Task requirements: The answer must consist of every line below containing "ConfigNotFound".

Records to process:
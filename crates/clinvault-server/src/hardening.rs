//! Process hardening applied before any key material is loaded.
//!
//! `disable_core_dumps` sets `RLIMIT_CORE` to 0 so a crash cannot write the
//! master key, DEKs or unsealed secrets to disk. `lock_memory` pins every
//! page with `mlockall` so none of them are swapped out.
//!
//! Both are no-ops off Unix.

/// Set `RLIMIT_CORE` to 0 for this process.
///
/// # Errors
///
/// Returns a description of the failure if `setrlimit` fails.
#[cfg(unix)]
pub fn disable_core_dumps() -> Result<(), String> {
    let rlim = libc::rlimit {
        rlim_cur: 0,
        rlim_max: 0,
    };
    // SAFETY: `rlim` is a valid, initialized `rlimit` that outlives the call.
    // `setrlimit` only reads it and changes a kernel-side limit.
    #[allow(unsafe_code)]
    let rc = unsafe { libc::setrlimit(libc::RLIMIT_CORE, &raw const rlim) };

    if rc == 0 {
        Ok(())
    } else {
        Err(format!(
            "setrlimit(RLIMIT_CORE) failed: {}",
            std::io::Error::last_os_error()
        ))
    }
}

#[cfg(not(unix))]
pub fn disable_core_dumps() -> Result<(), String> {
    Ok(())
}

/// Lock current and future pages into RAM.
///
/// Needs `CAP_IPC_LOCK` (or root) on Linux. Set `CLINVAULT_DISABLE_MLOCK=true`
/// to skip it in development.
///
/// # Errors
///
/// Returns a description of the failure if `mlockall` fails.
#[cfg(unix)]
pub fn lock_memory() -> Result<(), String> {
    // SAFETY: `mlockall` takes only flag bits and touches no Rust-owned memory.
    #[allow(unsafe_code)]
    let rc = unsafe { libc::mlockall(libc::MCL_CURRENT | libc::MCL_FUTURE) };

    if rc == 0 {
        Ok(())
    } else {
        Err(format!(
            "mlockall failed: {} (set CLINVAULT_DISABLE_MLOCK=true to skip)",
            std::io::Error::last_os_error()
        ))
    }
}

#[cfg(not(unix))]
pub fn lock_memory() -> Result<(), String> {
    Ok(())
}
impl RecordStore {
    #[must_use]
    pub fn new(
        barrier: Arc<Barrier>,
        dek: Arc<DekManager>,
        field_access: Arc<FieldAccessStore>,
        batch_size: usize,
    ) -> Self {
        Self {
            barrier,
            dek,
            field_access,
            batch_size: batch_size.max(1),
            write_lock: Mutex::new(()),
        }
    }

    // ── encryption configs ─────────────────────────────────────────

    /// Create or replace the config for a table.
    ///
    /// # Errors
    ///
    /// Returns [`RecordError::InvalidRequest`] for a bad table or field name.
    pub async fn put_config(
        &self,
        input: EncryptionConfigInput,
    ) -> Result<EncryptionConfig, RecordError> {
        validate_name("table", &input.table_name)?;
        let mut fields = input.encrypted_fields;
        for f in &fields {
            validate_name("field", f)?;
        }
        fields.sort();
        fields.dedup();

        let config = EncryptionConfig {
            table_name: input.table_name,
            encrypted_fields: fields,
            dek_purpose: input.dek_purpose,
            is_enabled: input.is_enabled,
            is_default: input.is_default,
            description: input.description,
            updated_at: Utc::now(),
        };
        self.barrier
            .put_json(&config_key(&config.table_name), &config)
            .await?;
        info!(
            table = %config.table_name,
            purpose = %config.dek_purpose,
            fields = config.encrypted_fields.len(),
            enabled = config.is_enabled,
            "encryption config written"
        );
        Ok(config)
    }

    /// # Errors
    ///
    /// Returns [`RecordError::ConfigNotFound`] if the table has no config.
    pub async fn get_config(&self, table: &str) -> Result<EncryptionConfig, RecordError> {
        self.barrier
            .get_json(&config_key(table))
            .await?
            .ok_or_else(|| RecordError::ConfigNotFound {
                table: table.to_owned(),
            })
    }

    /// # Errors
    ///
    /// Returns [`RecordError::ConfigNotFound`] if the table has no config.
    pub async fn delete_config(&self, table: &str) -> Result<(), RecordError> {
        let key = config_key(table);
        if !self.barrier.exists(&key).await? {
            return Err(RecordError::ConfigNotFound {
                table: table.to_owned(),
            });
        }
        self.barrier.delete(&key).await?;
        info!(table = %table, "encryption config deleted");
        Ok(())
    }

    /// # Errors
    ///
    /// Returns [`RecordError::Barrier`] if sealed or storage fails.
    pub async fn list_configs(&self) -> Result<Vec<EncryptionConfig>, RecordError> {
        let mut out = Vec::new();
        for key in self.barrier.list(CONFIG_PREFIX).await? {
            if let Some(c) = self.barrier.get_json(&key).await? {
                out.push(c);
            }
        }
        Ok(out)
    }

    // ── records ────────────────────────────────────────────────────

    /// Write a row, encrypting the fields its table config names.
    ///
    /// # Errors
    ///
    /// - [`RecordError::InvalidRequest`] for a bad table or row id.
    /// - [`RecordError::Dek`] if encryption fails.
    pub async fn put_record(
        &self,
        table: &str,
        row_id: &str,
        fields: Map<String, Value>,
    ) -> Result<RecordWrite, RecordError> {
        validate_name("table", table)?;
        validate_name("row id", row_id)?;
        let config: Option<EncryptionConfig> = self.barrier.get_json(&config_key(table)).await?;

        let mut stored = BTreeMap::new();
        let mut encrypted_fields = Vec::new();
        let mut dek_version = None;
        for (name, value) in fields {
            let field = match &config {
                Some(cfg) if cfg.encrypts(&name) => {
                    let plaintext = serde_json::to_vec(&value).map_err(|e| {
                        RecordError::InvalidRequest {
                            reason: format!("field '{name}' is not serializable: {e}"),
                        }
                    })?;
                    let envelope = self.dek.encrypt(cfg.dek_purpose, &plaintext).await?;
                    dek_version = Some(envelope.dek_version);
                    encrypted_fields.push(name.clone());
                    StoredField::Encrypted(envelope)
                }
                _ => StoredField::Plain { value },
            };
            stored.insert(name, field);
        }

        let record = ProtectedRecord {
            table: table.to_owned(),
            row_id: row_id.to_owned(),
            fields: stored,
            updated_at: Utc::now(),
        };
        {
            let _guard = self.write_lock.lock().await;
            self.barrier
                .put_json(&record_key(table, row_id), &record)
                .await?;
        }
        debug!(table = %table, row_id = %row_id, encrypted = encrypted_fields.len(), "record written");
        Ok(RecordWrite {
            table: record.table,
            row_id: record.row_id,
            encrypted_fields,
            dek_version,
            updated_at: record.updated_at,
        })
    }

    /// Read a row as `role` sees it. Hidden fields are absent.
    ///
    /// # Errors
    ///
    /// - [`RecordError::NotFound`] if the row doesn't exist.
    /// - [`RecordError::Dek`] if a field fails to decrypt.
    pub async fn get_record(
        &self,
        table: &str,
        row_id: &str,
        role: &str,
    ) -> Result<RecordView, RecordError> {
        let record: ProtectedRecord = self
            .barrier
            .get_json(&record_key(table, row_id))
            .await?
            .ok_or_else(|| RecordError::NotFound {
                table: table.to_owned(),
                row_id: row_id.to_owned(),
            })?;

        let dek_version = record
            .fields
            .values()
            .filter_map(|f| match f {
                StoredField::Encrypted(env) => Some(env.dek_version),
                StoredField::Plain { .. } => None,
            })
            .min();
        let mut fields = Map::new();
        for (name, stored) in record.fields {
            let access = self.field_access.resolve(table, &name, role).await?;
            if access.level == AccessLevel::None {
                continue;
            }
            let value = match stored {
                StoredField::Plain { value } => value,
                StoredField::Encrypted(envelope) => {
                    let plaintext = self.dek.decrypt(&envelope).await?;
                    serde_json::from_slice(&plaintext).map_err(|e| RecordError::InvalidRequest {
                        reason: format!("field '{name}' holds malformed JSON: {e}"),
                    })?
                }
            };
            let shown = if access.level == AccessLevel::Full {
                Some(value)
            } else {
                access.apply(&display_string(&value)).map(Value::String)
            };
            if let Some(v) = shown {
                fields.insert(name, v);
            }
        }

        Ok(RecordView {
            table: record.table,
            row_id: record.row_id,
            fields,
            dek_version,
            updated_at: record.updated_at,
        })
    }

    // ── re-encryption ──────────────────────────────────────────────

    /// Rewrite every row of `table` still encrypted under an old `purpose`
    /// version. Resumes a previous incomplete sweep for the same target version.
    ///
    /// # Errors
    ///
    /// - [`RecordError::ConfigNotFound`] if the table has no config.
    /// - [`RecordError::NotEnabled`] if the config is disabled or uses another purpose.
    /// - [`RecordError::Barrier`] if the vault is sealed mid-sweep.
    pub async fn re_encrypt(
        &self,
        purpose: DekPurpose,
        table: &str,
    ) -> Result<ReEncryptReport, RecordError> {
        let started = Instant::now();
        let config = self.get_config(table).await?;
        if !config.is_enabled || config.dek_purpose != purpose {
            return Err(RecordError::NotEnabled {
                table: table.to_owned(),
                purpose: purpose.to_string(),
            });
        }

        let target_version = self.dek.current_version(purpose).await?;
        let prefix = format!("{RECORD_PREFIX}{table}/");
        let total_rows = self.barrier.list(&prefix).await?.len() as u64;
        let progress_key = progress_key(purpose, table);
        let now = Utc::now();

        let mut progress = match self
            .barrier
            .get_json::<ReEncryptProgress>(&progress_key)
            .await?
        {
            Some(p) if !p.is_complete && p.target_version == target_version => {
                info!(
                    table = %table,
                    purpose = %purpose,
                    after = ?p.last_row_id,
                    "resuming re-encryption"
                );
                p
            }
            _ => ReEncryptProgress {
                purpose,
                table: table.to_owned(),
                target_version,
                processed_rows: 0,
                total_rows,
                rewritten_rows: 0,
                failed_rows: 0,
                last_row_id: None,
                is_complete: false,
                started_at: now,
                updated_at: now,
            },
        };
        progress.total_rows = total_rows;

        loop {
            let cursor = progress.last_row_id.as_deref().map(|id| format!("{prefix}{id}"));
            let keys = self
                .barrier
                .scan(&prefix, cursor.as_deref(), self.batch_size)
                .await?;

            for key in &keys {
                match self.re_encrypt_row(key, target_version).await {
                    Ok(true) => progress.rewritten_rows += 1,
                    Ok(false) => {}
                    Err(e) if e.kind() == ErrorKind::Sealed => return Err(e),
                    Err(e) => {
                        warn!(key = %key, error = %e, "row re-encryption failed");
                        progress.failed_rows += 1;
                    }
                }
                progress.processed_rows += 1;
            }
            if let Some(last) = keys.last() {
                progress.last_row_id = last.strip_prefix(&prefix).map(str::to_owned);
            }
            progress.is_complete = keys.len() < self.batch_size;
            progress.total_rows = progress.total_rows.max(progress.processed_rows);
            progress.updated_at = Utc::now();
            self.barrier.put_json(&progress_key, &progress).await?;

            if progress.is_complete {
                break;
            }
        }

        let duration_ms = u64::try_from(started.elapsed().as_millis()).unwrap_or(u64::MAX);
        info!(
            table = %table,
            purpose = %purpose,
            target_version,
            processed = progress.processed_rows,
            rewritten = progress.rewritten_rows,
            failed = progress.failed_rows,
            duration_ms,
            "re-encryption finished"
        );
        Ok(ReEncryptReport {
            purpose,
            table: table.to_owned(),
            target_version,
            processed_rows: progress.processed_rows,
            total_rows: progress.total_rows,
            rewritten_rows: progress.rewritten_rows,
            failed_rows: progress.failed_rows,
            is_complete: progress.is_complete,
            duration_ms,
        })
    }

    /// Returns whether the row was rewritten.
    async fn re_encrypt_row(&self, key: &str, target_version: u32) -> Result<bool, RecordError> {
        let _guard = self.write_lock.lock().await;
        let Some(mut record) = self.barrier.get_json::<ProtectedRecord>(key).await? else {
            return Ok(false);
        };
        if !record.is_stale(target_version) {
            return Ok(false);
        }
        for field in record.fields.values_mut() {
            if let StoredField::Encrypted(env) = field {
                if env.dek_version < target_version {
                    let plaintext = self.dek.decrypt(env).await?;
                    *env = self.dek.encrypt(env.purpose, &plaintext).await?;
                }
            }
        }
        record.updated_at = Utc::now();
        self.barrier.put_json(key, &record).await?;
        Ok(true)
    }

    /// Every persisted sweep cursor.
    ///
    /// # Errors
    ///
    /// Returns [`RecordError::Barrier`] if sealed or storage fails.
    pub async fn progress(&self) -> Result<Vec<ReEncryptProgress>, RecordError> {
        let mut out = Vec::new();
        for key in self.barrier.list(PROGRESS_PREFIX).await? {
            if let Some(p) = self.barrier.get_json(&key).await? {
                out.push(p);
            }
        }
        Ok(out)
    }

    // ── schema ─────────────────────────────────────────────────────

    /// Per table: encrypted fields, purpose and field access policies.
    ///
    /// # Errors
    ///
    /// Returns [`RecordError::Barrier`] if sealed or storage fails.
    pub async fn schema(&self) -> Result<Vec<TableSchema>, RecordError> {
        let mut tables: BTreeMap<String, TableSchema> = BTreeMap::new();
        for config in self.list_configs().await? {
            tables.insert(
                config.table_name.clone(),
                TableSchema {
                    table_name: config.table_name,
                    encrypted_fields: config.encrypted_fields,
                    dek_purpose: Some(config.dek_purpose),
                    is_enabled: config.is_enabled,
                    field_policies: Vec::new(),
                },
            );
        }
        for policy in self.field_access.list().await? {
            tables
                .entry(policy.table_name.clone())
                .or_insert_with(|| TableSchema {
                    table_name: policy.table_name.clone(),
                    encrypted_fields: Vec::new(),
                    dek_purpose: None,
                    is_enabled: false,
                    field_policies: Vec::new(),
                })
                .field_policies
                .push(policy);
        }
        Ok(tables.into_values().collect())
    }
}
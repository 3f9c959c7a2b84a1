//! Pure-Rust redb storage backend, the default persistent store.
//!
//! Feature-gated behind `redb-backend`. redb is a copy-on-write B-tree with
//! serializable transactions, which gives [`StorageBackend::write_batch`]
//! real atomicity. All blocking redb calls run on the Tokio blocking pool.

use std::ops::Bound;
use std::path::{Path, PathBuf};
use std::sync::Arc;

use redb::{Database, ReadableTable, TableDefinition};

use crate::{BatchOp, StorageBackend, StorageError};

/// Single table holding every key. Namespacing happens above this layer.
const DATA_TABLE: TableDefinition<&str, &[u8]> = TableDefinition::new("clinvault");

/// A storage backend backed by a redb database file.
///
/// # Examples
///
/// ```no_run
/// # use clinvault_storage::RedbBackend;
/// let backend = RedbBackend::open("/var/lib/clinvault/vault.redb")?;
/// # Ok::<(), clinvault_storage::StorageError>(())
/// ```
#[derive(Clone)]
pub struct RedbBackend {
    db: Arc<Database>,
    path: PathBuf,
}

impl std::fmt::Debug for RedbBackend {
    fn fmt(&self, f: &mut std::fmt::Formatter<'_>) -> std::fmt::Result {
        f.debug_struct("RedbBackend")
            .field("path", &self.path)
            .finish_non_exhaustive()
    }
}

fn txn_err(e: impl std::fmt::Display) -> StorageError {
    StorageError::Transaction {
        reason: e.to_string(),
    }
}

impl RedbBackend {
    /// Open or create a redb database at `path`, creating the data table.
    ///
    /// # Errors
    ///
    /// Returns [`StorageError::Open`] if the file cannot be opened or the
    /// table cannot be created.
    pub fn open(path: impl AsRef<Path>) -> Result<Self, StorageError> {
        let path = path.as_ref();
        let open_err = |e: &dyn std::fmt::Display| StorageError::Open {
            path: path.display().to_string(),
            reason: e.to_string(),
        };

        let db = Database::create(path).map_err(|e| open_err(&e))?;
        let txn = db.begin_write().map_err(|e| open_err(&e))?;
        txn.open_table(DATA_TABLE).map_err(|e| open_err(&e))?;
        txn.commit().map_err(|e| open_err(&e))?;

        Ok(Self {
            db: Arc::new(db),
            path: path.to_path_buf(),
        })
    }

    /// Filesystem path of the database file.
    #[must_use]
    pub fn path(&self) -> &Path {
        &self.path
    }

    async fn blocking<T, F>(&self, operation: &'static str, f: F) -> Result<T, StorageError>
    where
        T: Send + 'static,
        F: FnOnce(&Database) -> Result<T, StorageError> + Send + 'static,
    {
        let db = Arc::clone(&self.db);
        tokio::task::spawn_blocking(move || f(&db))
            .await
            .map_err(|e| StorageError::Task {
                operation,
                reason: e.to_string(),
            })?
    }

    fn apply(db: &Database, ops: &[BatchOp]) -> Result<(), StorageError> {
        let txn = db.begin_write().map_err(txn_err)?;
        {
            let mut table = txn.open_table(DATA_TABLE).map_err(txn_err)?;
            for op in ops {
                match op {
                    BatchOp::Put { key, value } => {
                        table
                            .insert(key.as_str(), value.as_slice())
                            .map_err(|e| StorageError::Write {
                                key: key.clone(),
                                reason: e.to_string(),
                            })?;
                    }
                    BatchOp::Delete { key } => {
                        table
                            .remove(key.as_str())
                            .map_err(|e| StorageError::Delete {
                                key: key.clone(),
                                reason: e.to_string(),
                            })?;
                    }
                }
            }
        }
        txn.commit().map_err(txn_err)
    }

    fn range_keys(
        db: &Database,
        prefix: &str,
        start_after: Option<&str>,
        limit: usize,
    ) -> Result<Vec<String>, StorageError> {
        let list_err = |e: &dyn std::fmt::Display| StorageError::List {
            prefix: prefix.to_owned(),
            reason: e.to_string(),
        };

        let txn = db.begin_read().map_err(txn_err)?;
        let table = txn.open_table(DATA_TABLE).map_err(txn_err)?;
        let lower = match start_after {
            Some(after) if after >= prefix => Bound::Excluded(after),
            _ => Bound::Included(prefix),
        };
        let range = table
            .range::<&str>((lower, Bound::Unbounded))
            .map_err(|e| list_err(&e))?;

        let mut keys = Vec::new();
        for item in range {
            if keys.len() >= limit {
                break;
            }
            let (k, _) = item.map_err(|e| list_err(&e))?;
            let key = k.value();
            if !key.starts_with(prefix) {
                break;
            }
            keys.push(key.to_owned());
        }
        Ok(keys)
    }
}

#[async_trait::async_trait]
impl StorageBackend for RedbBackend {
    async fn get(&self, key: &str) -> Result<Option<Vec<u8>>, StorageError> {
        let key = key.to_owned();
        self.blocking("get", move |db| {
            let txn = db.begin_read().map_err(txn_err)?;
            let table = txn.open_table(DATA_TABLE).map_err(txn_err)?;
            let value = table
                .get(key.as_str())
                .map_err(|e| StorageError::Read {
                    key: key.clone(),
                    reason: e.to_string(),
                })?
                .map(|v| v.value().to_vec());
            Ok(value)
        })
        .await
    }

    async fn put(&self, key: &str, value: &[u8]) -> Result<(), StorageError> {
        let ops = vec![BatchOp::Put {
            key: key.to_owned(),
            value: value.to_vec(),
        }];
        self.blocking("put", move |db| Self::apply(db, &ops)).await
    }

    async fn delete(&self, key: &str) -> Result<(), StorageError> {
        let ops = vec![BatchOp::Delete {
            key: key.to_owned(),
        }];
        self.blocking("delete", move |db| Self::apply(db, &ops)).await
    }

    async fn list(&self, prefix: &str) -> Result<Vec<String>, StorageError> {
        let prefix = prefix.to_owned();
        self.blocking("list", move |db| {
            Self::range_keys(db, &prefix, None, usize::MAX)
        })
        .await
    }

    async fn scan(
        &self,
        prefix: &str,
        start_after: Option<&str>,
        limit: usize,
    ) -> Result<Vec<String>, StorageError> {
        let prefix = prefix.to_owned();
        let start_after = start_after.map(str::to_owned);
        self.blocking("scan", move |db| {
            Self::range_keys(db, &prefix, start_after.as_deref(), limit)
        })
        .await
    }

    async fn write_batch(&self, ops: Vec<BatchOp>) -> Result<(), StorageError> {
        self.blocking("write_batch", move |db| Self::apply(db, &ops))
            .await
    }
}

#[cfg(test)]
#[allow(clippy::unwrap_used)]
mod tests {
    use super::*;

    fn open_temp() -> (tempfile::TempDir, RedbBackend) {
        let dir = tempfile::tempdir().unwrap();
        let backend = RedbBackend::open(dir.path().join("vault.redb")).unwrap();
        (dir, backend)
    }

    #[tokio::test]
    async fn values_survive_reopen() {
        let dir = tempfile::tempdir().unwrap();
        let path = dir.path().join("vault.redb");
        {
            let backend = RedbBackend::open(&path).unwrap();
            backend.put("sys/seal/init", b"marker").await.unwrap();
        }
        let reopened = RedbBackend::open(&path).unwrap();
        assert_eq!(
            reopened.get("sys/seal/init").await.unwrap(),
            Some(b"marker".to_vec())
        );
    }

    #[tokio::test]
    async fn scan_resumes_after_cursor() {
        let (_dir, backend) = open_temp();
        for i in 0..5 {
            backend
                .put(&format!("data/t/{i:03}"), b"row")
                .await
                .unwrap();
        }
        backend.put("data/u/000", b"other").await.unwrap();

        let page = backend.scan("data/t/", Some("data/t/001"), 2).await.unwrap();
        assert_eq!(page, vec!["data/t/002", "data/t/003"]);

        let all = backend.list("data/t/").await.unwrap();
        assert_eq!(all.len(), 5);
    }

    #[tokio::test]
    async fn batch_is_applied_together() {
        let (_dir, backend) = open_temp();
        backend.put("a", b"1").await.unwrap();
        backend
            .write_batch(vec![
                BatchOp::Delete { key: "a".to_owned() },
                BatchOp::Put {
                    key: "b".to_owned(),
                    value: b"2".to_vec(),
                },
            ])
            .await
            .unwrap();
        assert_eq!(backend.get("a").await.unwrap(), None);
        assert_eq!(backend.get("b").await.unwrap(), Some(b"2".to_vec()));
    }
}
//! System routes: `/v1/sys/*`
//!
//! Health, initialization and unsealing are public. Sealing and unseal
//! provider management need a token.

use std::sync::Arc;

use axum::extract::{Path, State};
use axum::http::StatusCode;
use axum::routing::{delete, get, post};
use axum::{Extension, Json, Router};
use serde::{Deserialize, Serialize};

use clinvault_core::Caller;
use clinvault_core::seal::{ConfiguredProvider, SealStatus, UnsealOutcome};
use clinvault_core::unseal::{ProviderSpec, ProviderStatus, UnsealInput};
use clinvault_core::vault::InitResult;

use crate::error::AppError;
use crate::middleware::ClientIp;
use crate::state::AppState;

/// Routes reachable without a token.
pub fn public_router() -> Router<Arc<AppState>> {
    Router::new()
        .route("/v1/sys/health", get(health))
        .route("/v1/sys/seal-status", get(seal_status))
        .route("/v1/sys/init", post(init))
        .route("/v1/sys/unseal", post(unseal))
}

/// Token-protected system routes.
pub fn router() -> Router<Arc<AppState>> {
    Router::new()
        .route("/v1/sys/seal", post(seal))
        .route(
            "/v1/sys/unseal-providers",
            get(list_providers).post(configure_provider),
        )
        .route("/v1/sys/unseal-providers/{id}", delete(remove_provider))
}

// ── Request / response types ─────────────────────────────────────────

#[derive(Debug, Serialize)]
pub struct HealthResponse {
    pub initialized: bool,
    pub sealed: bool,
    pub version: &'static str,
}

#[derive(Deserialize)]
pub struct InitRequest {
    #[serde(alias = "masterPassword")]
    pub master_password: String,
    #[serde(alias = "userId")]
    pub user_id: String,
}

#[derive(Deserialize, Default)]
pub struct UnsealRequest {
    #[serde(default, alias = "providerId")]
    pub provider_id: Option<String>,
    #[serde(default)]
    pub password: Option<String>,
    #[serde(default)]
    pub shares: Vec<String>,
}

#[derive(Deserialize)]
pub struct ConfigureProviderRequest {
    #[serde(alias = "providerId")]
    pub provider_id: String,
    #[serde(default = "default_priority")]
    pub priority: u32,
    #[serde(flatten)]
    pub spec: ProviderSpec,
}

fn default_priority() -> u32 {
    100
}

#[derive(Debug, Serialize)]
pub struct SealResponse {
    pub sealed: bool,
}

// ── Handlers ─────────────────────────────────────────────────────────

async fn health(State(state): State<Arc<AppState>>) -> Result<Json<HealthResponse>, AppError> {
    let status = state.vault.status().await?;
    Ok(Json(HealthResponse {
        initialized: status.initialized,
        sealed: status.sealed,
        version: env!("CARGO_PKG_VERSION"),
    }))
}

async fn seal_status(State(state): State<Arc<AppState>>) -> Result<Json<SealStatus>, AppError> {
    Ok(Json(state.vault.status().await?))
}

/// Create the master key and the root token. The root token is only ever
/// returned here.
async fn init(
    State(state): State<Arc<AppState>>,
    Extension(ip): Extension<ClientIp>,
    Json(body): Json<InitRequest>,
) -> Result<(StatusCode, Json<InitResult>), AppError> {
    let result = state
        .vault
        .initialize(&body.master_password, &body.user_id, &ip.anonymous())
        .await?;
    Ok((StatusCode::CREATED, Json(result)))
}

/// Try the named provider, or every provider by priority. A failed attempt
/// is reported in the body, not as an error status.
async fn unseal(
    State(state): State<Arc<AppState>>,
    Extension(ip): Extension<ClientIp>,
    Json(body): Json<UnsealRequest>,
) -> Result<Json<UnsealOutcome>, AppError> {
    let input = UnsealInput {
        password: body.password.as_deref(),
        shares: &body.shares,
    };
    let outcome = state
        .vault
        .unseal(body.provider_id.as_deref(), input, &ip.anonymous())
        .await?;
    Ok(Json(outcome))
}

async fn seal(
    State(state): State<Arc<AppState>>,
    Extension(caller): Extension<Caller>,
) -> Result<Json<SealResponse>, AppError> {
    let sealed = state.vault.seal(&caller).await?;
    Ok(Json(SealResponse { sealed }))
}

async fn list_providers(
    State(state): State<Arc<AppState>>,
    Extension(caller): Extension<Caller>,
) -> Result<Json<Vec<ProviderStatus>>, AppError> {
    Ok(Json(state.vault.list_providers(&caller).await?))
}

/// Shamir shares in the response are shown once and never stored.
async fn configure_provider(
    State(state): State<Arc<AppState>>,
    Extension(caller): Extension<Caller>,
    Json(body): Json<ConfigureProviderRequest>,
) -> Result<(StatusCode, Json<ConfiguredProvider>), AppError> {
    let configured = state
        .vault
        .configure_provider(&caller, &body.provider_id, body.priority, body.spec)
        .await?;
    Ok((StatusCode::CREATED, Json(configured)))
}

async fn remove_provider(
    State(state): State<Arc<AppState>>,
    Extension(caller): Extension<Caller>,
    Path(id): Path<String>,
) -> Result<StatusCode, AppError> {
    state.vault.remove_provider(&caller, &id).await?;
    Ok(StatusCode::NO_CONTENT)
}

Written response:
    /// Returns [`RecordError::ConfigNotFound`] if the table has no config.
            .ok_or_else(|| RecordError::ConfigNotFound {
    /// Returns [`RecordError::ConfigNotFound`] if the table has no config.
            return Err(RecordError::ConfigNotFound {
    /// - [`RecordError::ConfigNotFound`] if the table has no config.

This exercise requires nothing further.